The Exxon share price often rises and falls in relation to the state of the broader oil market, as high commodity prices are good for its bottom line. But Exxon is more than that: it’s a big name that you can rely on to keep paying out a dividend, and it has even shown signs of moving towards more environmentally friendly business practices as well.
3. Chevron Corporation (NYSE: CVX)
Copy link to section- Market Cap: $281 billion
- 2023 Revenue: $335 billion
- Forward Revenue Growth: -6.8%
- Dividend yield: 4.2%
- P/E Ratio: 11
- Stock Price: $152
The third member of Big Oil to make our list, Chevron is based in California and operates in 180 countries around the world. It’s one of Exxon’s biggest competitors and another company that has raised its dividend every year for more than a quarter of a century.
Chevron has grown both organically and through acquisitions. In response to Exxon’s buyout of Pioneer, the company announced a $60 billion acquisition of Hess, a leading American company. Chevron has also focused on reducing its costs, boosting profits, and growing its market share. Its annual profits have soared to over $21 billion.
In terms of the future, more cash means Chevron could be in a position for a share buyback itself, which would raise the value of the remaining shares. It has also started making tentative steps towards alternative energy sources, investing in offshore wind and planning a path towards net-zero emissions targets.

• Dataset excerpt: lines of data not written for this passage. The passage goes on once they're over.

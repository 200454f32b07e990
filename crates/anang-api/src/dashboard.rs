//! Dashboard data, roadmap progress and license upload.

use anang_core::entities::PartnerProfile;
use reqwest::multipart::Form;
use serde::{Deserialize, Serialize};

use crate::http::{self, Messages};
use crate::{ApiClient, ApiError, LicenseFile};

const DASHBOARD: Messages = Messages {
    fallback: "Failed to load dashboard data",
    by_status: &[],
};

const PROGRESS: Messages = Messages {
    fallback: "Failed to update progress",
    by_status: &[],
};

const UPLOAD: Messages = Messages {
    fallback: "Upload failed",
    by_status: &[],
};

/// Response of `PATCH /api/user/progress`.
#[derive(Debug, Clone, PartialEq, Eq, Serialize, Deserialize)]
pub struct ProgressUpdate {
    #[serde(default)]
    pub email: String,
    pub progress: u8,
    #[serde(default)]
    pub is_verified: bool,
}

/// Response of `POST /api/upload-license`.
#[derive(Debug, Clone, PartialEq, Eq, Serialize, Deserialize)]
pub struct LicenseReceipt {
    #[serde(default)]
    pub email: String,
    pub progress: u8,
    pub is_verified: bool,
    pub filename: String,
}

#[derive(Serialize)]
struct ProgressBody {
    #[serde(skip_serializing_if = "Option::is_none")]
    step: Option<u8>,
}

impl ApiClient {
    /// Joined auth and business record for `email`.
    ///
    /// # Errors
    ///
    /// Returns [`ApiError`] on any non-success status.
    pub async fn get_dashboard_data(&self, email: &str) -> Result<PartnerProfile, ApiError> {
        let url = self.url(&format!("/api/dashboard-data/{}", urlencoding::encode(email)));
        tracing::debug!(%url, "GET dashboard-data");
        let resp = http::send(self.http.get(&url)).await?;
        http::json(resp, &DASHBOARD).await
    }

    /// Record roadmap progress. With `Some(step)` the backend stores
    /// `max(current, step)`; with `None` it increments by one.
    ///
    /// # Errors
    ///
    /// Returns [`ApiError`] on any non-success status.
    pub async fn update_progress(
        &self,
        email: &str,
        step: Option<u8>,
    ) -> Result<ProgressUpdate, ApiError> {
        let url = format!(
            "{}?email={}",
            self.url("/api/user/progress"),
            urlencoding::encode(email)
        );
        tracing::debug!(%url, ?step, "PATCH progress");
        let resp = http::send(self.http.patch(&url).json(&ProgressBody { step })).await?;
        http::json(resp, &PROGRESS).await
    }

    /// Upload the final city license.
    ///
    /// # Errors
    ///
    /// [`ApiError::Validation`] for a disallowed file type (nothing is sent);
    /// otherwise the backend's `detail` or "Upload failed".
    pub async fn upload_license(
        &self,
        email: &str,
        file: LicenseFile,
    ) -> Result<LicenseReceipt, ApiError> {
        file.ensure_allowed()?;
        let form = Form::new()
            .text("email", email.to_string())
            .part("file", file.into_part());
        let url = self.url("/api/upload-license");
        tracing::debug!(%url, "POST upload-license");
        let resp = http::send(self.http.post(&url).multipart(form)).await?;
        http::json(resp, &UPLOAD).await
    }
}
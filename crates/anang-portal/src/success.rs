//! Success page: turn a submitted application into an account.

use anang_api::ApiClient;
use anang_auth::SessionStore;

use crate::error::PortalError;
use crate::route::{NavState, Navigation, Route};
use crate::tasks::InFlight;

pub const MIN_PASSWORD_LEN: usize = 6;

#[derive(Debug)]
pub struct SuccessPage {
    api: ApiClient,
    email: String,
    biz_name: Option<String>,
    error: Option<String>,
    submitting: InFlight,
}

impl SuccessPage {
    /// Open the page with the wizard's navigation state.
    ///
    /// # Errors
    ///
    /// Without an email the page cannot work; the returned navigation sends
    /// the user back to the wizard.
    pub fn open(api: ApiClient, state: Option<NavState>) -> Result<Self, Navigation> {
        match state {
            Some(state) if !state.email.trim().is_empty() => Ok(Self {
                api,
                email: state.email.trim().to_string(),
                biz_name: state.biz_name.filter(|n| !n.trim().is_empty()),
                error: None,
                submitting: InFlight::new(),
            }),
            _ => Err(Navigation::replace(Route::Partner)),
        }
    }

    #[must_use]
    pub fn email(&self) -> &str {
        &self.email
    }

    #[must_use]
    pub fn greeting(&self) -> String {
        self.biz_name
            .as_ref()
            .map_or_else(|| "Thanks!".to_string(), |name| format!("Thanks, {name}!"))
    }

    #[must_use]
    pub fn error(&self) -> Option<&str> {
        self.error.as_deref()
    }

    #[must_use]
    pub fn is_submitting(&self) -> bool {
        self.submitting.is_busy()
    }

    /// Create the account, sign in, and go to the dashboard.
    ///
    /// # Errors
    ///
    /// [`PortalError::Validation`] for mismatched or short passwords (checked
    /// before any request), [`PortalError::Busy`] during another submit, or
    /// the finalize/login error. The message is kept in [`Self::error`].
    pub async fn finalize(
        &mut self,
        store: &SessionStore,
        password: &str,
        confirm: &str,
    ) -> Result<Navigation, PortalError> {
        self.error = None;
        let result = self.try_finalize(store, password, confirm).await;
        if let Err(e) = &result {
            self.error = Some(e.to_string());
        }
        result
    }

    async fn try_finalize(
        &self,
        store: &SessionStore,
        password: &str,
        confirm: &str,
    ) -> Result<Navigation, PortalError> {
        validate_passwords(password, confirm)?;
        let _busy = self.submitting.start()?;
        self.api.finalize_account(&self.email, password).await?;
        store.login(&self.email, password).await?;
        tracing::debug!(email = %self.email, "account finalized");
        Ok(Navigation::replace(Route::Dashboard))
    }
}

fn validate_passwords(password: &str, confirm: &str) -> Result<(), PortalError> {
    if password != confirm {
        return Err(PortalError::Validation("Passwords do not match.".into()));
    }
    if password.chars().count() < MIN_PASSWORD_LEN {
        return Err(PortalError::Validation(
            "Password must be at least 6 characters.".into(),
        ));
    }
    Ok(())
}

#[cfg(test)]
mod tests {
    use super::*;
    use rstest::rstest;

    #[rstest]
    #[case("secret1", "secret2", Some("Passwords do not match."))]
    #[case("abc", "abc", Some("Password must be at least 6 characters."))]
    #[case("abc", "abcd", Some("Passwords do not match."))]
    #[case("secret1", "secret1", None)]
    fn password_rules(#[case] password: &str, #[case] confirm: &str, #[case] expected: Option<&str>) {
        let got = validate_passwords(password, confirm).err().map(|e| e.to_string());
        assert_eq!(got.as_deref(), expected);
    }

    #[test]
    fn missing_email_redirects_to_wizard() {
        let api = ApiClient::new("http://127.0.0.1:9");
        let nav = SuccessPage::open(api.clone(), None).unwrap_err();
        assert_eq!(nav, Navigation::replace(Route::Partner));

        let blank = Some(NavState {
            email: "  ".into(),
            biz_name: None,
        });
        assert!(SuccessPage::open(api, blank).is_err());
    }

    #[test]
    fn greeting_uses_business_name() {
        let api = ApiClient::new("http://127.0.0.1:9");
        let page = SuccessPage::open(
            api,
            Some(NavState {
                email: "a@b.ca".into(),
                biz_name: Some("Sage Café".into()),
            }),
        )
        .unwrap();
        assert_eq!(page.greeting(), "Thanks, Sage Café!");
    }
}
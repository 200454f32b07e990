//! Shared HTTP response helpers for the API operations.
//!
//! Centralizes status classification (409 → conflict, 401 → auth, 400/404 →
//! precondition, anything else → server) and `detail` extraction so the
//! operation modules stay focused on request construction and response
//! mapping.

use serde::de::DeserializeOwned;
use serde_json::Value;

use crate::error::ApiError;

/// Fallback messages for one operation, used when the body carries no detail.
pub(crate) struct Messages {
    pub fallback: &'static str,
    pub by_status: &'static [(u16, &'static str)],
}

impl Messages {
    fn for_status(&self, status: u16) -> &'static str {
        self.by_status
            .iter()
            .find(|(code, _)| *code == status)
            .map_or(self.fallback, |(_, message)| message)
    }
}

pub(crate) const NETWORK_MESSAGE: &str = "Cannot reach server. Is the API running?";

/// Send a prepared request, mapping transport failures to [`ApiError::Network`].
pub(crate) async fn send(request: reqwest::RequestBuilder) -> Result<reqwest::Response, ApiError> {
    request.send().await.map_err(|source| {
        tracing::debug!(error = %source, "request failed before a response arrived");
        ApiError::Network {
            message: NETWORK_MESSAGE.to_string(),
            source,
        }
    })
}

/// Check an HTTP response for error statuses.
///
/// Returns the response unchanged on success. On failure the body is read
/// once for a `detail` (or `message`) field.
pub(crate) async fn check_response(
    resp: reqwest::Response,
    messages: &Messages,
) -> Result<reqwest::Response, ApiError> {
    let status = resp.status();
    if status.is_success() {
        return Ok(resp);
    }
    let code = status.as_u16();
    let body = resp.text().await.unwrap_or_default();
    let message = extract_detail(&body).unwrap_or_else(|| messages.for_status(code).to_string());
    tracing::debug!(status = code, %message, "API returned an error status");
    Err(classify(code, message))
}

/// Check the status, then decode the JSON body.
pub(crate) async fn json<T: DeserializeOwned>(
    resp: reqwest::Response,
    messages: &Messages,
) -> Result<T, ApiError> {
    let resp = check_response(resp, messages).await?;
    let bytes = resp.bytes().await.map_err(|e| ApiError::Decode(e.to_string()))?;
    serde_json::from_slice(&bytes).map_err(|e| ApiError::Decode(e.to_string()))
}

pub(crate) fn classify(status: u16, message: String) -> ApiError {
    match status {
        409 => ApiError::Conflict { message },
        401 => ApiError::Auth { message },
        400 | 404 => ApiError::Precondition { status, message },
        _ => ApiError::Server { status, message },
    }
}

/// Pull a human-readable message out of an error body.
///
/// Accepts `{"detail": "..."}`, validation lists `{"detail": [{"msg": ...}]}`,
/// and `{"message": "..."}`.
pub(crate) fn extract_detail(body: &str) -> Option<String> {
    let value: Value = serde_json::from_str(body).ok()?;
    match value.get("detail") {
        Some(Value::String(detail)) if !detail.trim().is_empty() => Some(detail.clone()),
        Some(Value::Array(items)) => {
            let joined = items
                .iter()
                .filter_map(|item| item.get("msg").and_then(Value::as_str))
                .collect::<Vec<_>>()
                .join("; ");
            (!joined.is_empty()).then_some(joined)
        }
        _ => value
            .get("message")
            .and_then(Value::as_str)
            .filter(|m| !m.trim().is_empty())
            .map(str::to_string),
    }
}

4. Cheniere Energy, Inc (NYSE: LNG)
Copy link to section- Market Cap: $36 billion
- 2023 Revenue: $19.7 billion
- Forward Revenue Growth: -6.8%
- Dividend yield: 1.1%
- P/E Ratio: 19
- Stock Price: $155
Cheniere is the biggest exporter of liquified natural gas (LNG) in the United States. LNG is a fossil fuel that’s cheaper and cleaner than many alternatives and the market for it has been growing rapidly, having more than tripled in size since 2000.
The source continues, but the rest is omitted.